Home > OS >  Access In-Memory Spark Dataframe from different nodes
Access In-Memory Spark Dataframe from different nodes

Time:08-21

I am prototyping a Spark based data ingestion system. Essentially I need spark to watch a datalake directory and as data comes in, add this data to an in-memory dataframe. I understand that memory is meant for debuging purposes, but since this is a prototype I am trying to get this working in memory first before the more standard kafka.

Here is my first python script that is supposed to getOrCreate a SparkSession, read from the datalake, then write to a data table located in memory:

from pyspark import SparkConf, SparkContext
from pyspark.streaming import StreamingContext
from pyspark.sql import SparkSession
from pyspark.sql.functions import *
from pyspark.sql.types import *

APP_NAME = "spark.data_processing_engine"

spark = SparkSession \
    .builder \
    .master("local[*]") \
    .appName(APP_NAME) \
    .getOrCreate()
    
spark.sparkContext.broadcast([1])

schemaSnmp = StructType([
    StructField("node-hostname", StringType(), True),
    StructField("event-time", TimestampType(), True),
    StructField("oid", StringType(), True),
    StructField("value", StringType(), True)
])

df = spark.readStream.format("json") \
    .option("sourceArchiveDir", "/tmp/datalake-archive") \
    .option("cleanSource", "archive") \
    .schema(schemaSnmp) \
    .load("/var/datalake/snmp-get")

result = df.writeStream.queryName("snmpget").format("memory").start()
result.awaitTermination();

This appears to be running just fine. I see my data get archived and the logs.

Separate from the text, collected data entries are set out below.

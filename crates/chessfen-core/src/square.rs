use serde::{Deserialize, Serialize};
use std::fmt;
use std::str::FromStr;

/// Number of squares along one side of the board.
pub const BOARD_SIDE: usize = 8;

/// Discrete address of one of the 64 board cells.
///
/// `row` counts down from the top of the rectified board (row 0 is rank 8),
/// `col` counts files left to right (col 0 is file `a`). The derived ordering
/// therefore walks squares in FEN order: a8..h8, a7..h7, ..., a1..h1.
///
/// Serialized as its algebraic name (`"e4"`).
#[derive(Clone, Copy, Debug, PartialEq, Eq, Hash, PartialOrd, Ord, Serialize, Deserialize)]
#[serde(try_from = "String", into = "String")]
pub struct Square {
    row: u8,
    col: u8,
}

impl Square {
    /// Build a square from grid indices; `None` outside `0..8`.
    pub fn new(row: usize, col: usize) -> Option<Self> {
        if row >= BOARD_SIDE || col >= BOARD_SIDE {
            return None;
        }
        Some(Self {
            row: row as u8,
            col: col as u8,
        })
    }

    /// Build a square from indices that may fall off the board, clamping each to `0..=7`.
    pub fn clamped(row: i64, col: i64) -> Self {
        let max = (BOARD_SIDE - 1) as i64;
        Self {
            row: row.clamp(0, max) as u8,
            col: col.clamp(0, max) as u8,
        }
    }

    /// Build a square from a file letter `a..=h` and rank `1..=8`.
    pub fn from_file_rank(file: char, rank: u8) -> Option<Self> {
        if !('a'..='h').contains(&file) || !(1..=8).contains(&rank) {
            return None;
        }
        let col = file as usize - 'a' as usize;
        let row = BOARD_SIDE - rank as usize;
        Self::new(row, col)
    }

    #[inline]
    pub fn row(self) -> usize {
        self.row as usize
    }

    #[inline]
    pub fn col(self) -> usize {
        self.col as usize
    }

    #[inline]
    pub fn file(self) -> char {
        (b'a' + self.col) as char
    }

    #[inline]
    pub fn rank(self) -> u8 {
        BOARD_SIDE as u8 - self.row
    }

    /// Algebraic name, e.g. `"e4"`.
    pub fn algebraic(self) -> String {
        self.to_string()
    }

    /// All 64 squares in FEN order.
    pub fn all() -> impl Iterator<Item = Square> {
        (0..BOARD_SIDE).flat_map(|row| {
            (0..BOARD_SIDE).map(move |col| Square {
                row: row as u8,
                col: col as u8,
            })
        })
    }
}

impl fmt::Display for Square {
    fn fmt(&self, f: &mut fmt::Formatter<'_>) -> fmt::Result {
        write!(f, "{}{}", self.file(), self.rank())
    }
}

#[derive(thiserror::Error, Debug, Clone, PartialEq, Eq)]
#[error("invalid square name {0:?} (expected a1..h8)")]
pub struct InvalidSquareName(pub String);

impl FromStr for Square {
    type Err = InvalidSquareName;

    fn from_str(s: &str) -> Result<Self, Self::Err> {
        let mut chars = s.chars();
        let parsed = match (chars.next(), chars.next(), chars.next()) {
            (Some(file), Some(rank), None) => rank
                .to_digit(10)
                .and_then(|r| Square::from_file_rank(file, r as u8)),
            _ => None,
        };
        parsed.ok_or_else(|| InvalidSquareName(s.to_string()))
    }
}

impl TryFrom<String> for Square {
    type Error = InvalidSquareName;

    fn try_from(s: String) -> Result<Self, Self::Error> {
        s.parse()
    }
}

impl From<Square> for String {
    fn from(sq: Square) -> String {
        sq.to_string()
    }
}
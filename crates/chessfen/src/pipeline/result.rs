use crate::rectify::RectifiedBoard;
use chessfen_core::{Assignment, Fen, FenBoard, Quad, SquareGrid};

/// Output of one successful frame.
#[derive(Clone, Debug)]
pub struct FrameResult {
    /// Board boundary as found in the resized frame.
    pub quad: Quad,
    pub rectified: RectifiedBoard,
    /// Grid centered in the rectified image.
    pub grid: SquareGrid,
    pub assignment: Assignment,
    pub board: FenBoard,
}

impl FrameResult {
    /// The board field, optionally followed by the placeholder game state.
    pub fn fen(&self, with_placeholder_state: bool) -> Fen {
        if with_placeholder_state {
            Fen::with_placeholder_state(self.board.clone())
        } else {
            Fen::board_only(self.board.clone())
        }
    }
}
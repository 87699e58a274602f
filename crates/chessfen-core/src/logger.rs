//! Stderr logger for the `chessfen` tools.
//!
//! Records from `chessfen*` targets are shown down to the configured level;
//! everything else (image decoders, etc.) is capped at `warn`. Lines look like
//! `[  0.012s DEBUG pipeline] message`, with the crate prefix dropped from the
//! target. Library code only uses the `log` macros and never installs a logger.

use std::io::Write;
use std::sync::OnceLock;
use std::time::Instant;

use log::{Level, LevelFilter, Log, Metadata, Record};

#[cfg(feature = "tracing")]
use tracing_subscriber::fmt::format::FmtSpan;
#[cfg(feature = "tracing")]
use tracing_subscriber::util::SubscriberInitExt;
#[cfg(feature = "tracing")]
use tracing_subscriber::{fmt, EnvFilter};

const OWN_PREFIX: &str = "chessfen";

struct StderrLogger {
    own: LevelFilter,
    foreign: LevelFilter,
    started: Instant,
}

impl StderrLogger {
    fn limit_for(&self, target: &str) -> LevelFilter {
        if target.starts_with(OWN_PREFIX) {
            self.own
        } else {
            self.foreign
        }
    }
}

fn short_target(target: &str) -> &str {
    match target.split_once("::") {
        Some((krate, rest)) if krate.starts_with(OWN_PREFIX) => rest,
        _ => target,
    }
}

impl Log for StderrLogger {
    fn enabled(&self, metadata: &Metadata) -> bool {
        metadata.level() <= self.limit_for(metadata.target())
    }

    fn log(&self, record: &Record) {
        if !self.enabled(record.metadata()) {
            return;
        }
        let t = self.started.elapsed().as_secs_f64();
        let _ = writeln!(
            std::io::stderr().lock(),
            "[{t:7.3}s {:>5} {}] {}",
            record.level(),
            short_target(record.target()),
            record.args()
        );
    }

    fn flush(&self) {
        let _ = std::io::stderr().flush();
    }
}

static LOGGER: OnceLock<StderrLogger> = OnceLock::new();

/// Install the stderr logger; `chessfen` records pass at `level`, others at `warn` at most.
///
/// Only the first call installs anything; later calls return `Ok(())`.
pub fn init_with_level(level: LevelFilter) -> Result<(), log::SetLoggerError> {
    if LOGGER.get().is_some() {
        return Ok(());
    }
    let logger = LOGGER.get_or_init(|| StderrLogger {
        own: level,
        foreign: level.min(LevelFilter::Warn),
        started: Instant::now(),
    });
    log::set_logger(logger)?;
    log::set_max_level(level);
    Ok(())
}

/// Map a `-v` count to a level: 0 → warn, 1 → info, 2 → debug, 3+ → trace.
pub fn level_from_verbosity(verbose: u8) -> LevelFilter {
    [Level::Warn, Level::Info, Level::Debug, Level::Trace]
        .get(usize::from(verbose))
        .copied()
        .unwrap_or(Level::Trace)
        .to_level_filter()
}

/// Install a `tracing-subscriber` fmt subscriber on stderr.
///
/// `RUST_LOG` wins when set; the fallback shows `chessfen` spans at `info`
/// and other crates at `warn`. With `json` each event is one flattened object.
#[cfg(feature = "tracing")]
pub fn init_tracing(json: bool) {
    let filter = EnvFilter::try_from_default_env()
        .unwrap_or_else(|_| EnvFilter::new("warn,chessfen=info,chessfen_core=info"));
    let builder = fmt()
        .with_env_filter(filter)
        .with_span_events(FmtSpan::CLOSE)
        .with_writer(std::io::stderr);
    let _ = if json {
        builder.json().flatten_event(true).finish().try_init()
    } else {
        builder
            .with_timer(fmt::time::Uptime::default())
            .finish()
            .try_init()
    };
}
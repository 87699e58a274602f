//! Warping the located board into a top-down view.

use crate::frame::{into_image, rgb_view};
use crate::pipeline::FrameError;
use chessfen_core::{
    board_homography, warp_perspective_rgb, CanonicalCorners, CornerOrdering, Homography, Quad,
};
use image::imageops;

#[cfg(feature = "tracing")]
use tracing::instrument;

/// Top-down board image plus the geometry that produced it.
#[derive(Clone, Debug)]
pub struct RectifiedBoard {
    /// Warped board, rotated 90° counter-clockwise: `height × width` of the target rectangle.
    pub image: image::RgbImage,
    pub corners: CanonicalCorners,
    /// Maps target-rectangle pixels (before rotation) into the frame.
    pub h_img_from_rect: Homography,
}

/// Rectify the board bounded by `quad` into a `width × height` rectangle.
///
/// Quads whose canonical corners coincide, whose area is below `min_area`, or
/// whose homography is singular are rejected with [`FrameError::DegenerateGeometry`].
#[cfg_attr(
    feature = "tracing",
    instrument(level = "info", skip(frame, quad, ordering))
)]
pub fn rectify_board(
    frame: &image::RgbImage,
    quad: &Quad,
    ordering: &dyn CornerOrdering,
    width: u32,
    height: u32,
    min_area: f64,
) -> Result<RectifiedBoard, FrameError> {
    let corners = ordering.canonicalize(quad);
    if !corners.has_distinct_roles() {
        log::debug!("corner roles collapse for quad {:?}", corners.to_array());
        return Err(FrameError::DegenerateGeometry);
    }
    let area = corners.area();
    if area.is_nan() || area < min_area {
        log::debug!("quad area {area:.2} below {min_area}");
        return Err(FrameError::DegenerateGeometry);
    }

    let (w, h) = (width as usize, height as usize);
    let h_img_from_rect = board_homography(&corners, w, h).ok_or(FrameError::DegenerateGeometry)?;
    let warped = warp_perspective_rgb(&rgb_view(frame), h_img_from_rect, w, h);
    let warped = into_image(warped).ok_or(FrameError::DegenerateGeometry)?;

    Ok(RectifiedBoard {
        image: imageops::rotate270(&warped),
        corners,
        h_img_from_rect,
    })
}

Here is a small sample:

$ spark-submit spark-start-stream-for-snmpget.py

22/08/18 11:18:33 WARN Utils: Your hostname, rhel8.localdomain resolves to a loopback address: 127.0.0.1; using 10.0.2.15 instead (on interface eth0)
22/08/18 11:18:33 WARN Utils: Set SPARK_LOCAL_IP if you need to bind to another address
22/08/18 11:18:35 INFO SparkContext: Running Spark version 3.3.0
22/08/18 11:18:35 WARN NativeCodeLoader: Unable to load native-hadoop library for your platform... using builtin-java classes where applicable
22/08/18 11:18:35 INFO ResourceUtils: ==============================================================
22/08/18 11:18:35 INFO ResourceUtils: No custom resources configured for spark.driver.
22/08/18 11:18:35 INFO ResourceUtils: ==============================================================
22/08/18 11:18:35 INFO SparkContext: Submitted application: spark.data_processing_engine
22/08/18 11:18:35 INFO ResourceProfile: Default ResourceProfile created, executor resources: Map(cores -> name: cores, amount: 1, script: , vendor: , memory -> name: memory, amount: 1024, script: , vendor: , offHeap -> name: offHeap, amount: 0, script: , vendor: ), task resources: Map(cpus -> name: cpus, amount: 1.0)
22/08/18 11:18:35 INFO ResourceProfile: Limiting resource is cpu
22/08/18 11:18:35 INFO ResourceProfileManager: Added ResourceProfile id: 0
22/08/18 11:18:35 INFO SecurityManager: Changing view acls to: root
22/08/18 11:18:35 INFO SecurityManager: Changing modify acls to: root
22/08/18 11:18:35 INFO SecurityManager: Changing view acls groups to:
22/08/18 11:18:35 INFO SecurityManager: Changing modify acls groups to:
22/08/18 11:18:35 INFO SecurityManager: SecurityManager: authentication disabled; ui acls disabled; users  with view permissions: Set(root); groups with view permissions: Set(); users  with modify permissions: Set(root); groups with modify permissions: Set()
22/08/18 11:18:36 INFO Utils: Successfully started service 'sparkDriver' on port 42657.
22/08/18 11:18:36 INFO SparkEnv: Registering MapOutputTracker
22/08/18 11:18:36 INFO SparkEnv: Registering BlockManagerMaster
22/08/18 11:18:36 INFO BlockManagerMasterEndpoint: Using org.apache.spark.storage.DefaultTopologyMapper for getting topology information
22/08/18 11:18:36 INFO BlockManagerMasterEndpoint: BlockManagerMasterEndpoint up
22/08/18 11:18:36 INFO SparkEnv: Registering BlockManagerMasterHeartbeat
22/08/18 11:18:36 INFO DiskBlockManager: Created local directory at /tmp/blockmgr-364e57a6-0f38-43ea-abcc-428e0ca8684f
22/08/18 11:18:36 INFO MemoryStore: MemoryStore started with capacity 434.4 MiB
22/08/18 11:18:36 INFO SparkEnv: Registering OutputCommitCoordinator

...

22/08/18 11:17:55 INFO InMemoryFileIndex: It took 5 ms to list leaf files for 1 paths.
22/08/18 11:17:55 INFO BlockManagerInfo: Removed broadcast_224_piece0 on 10.0.2.15:36859 in memory (size: 34.0 KiB, free: 434.3 MiB)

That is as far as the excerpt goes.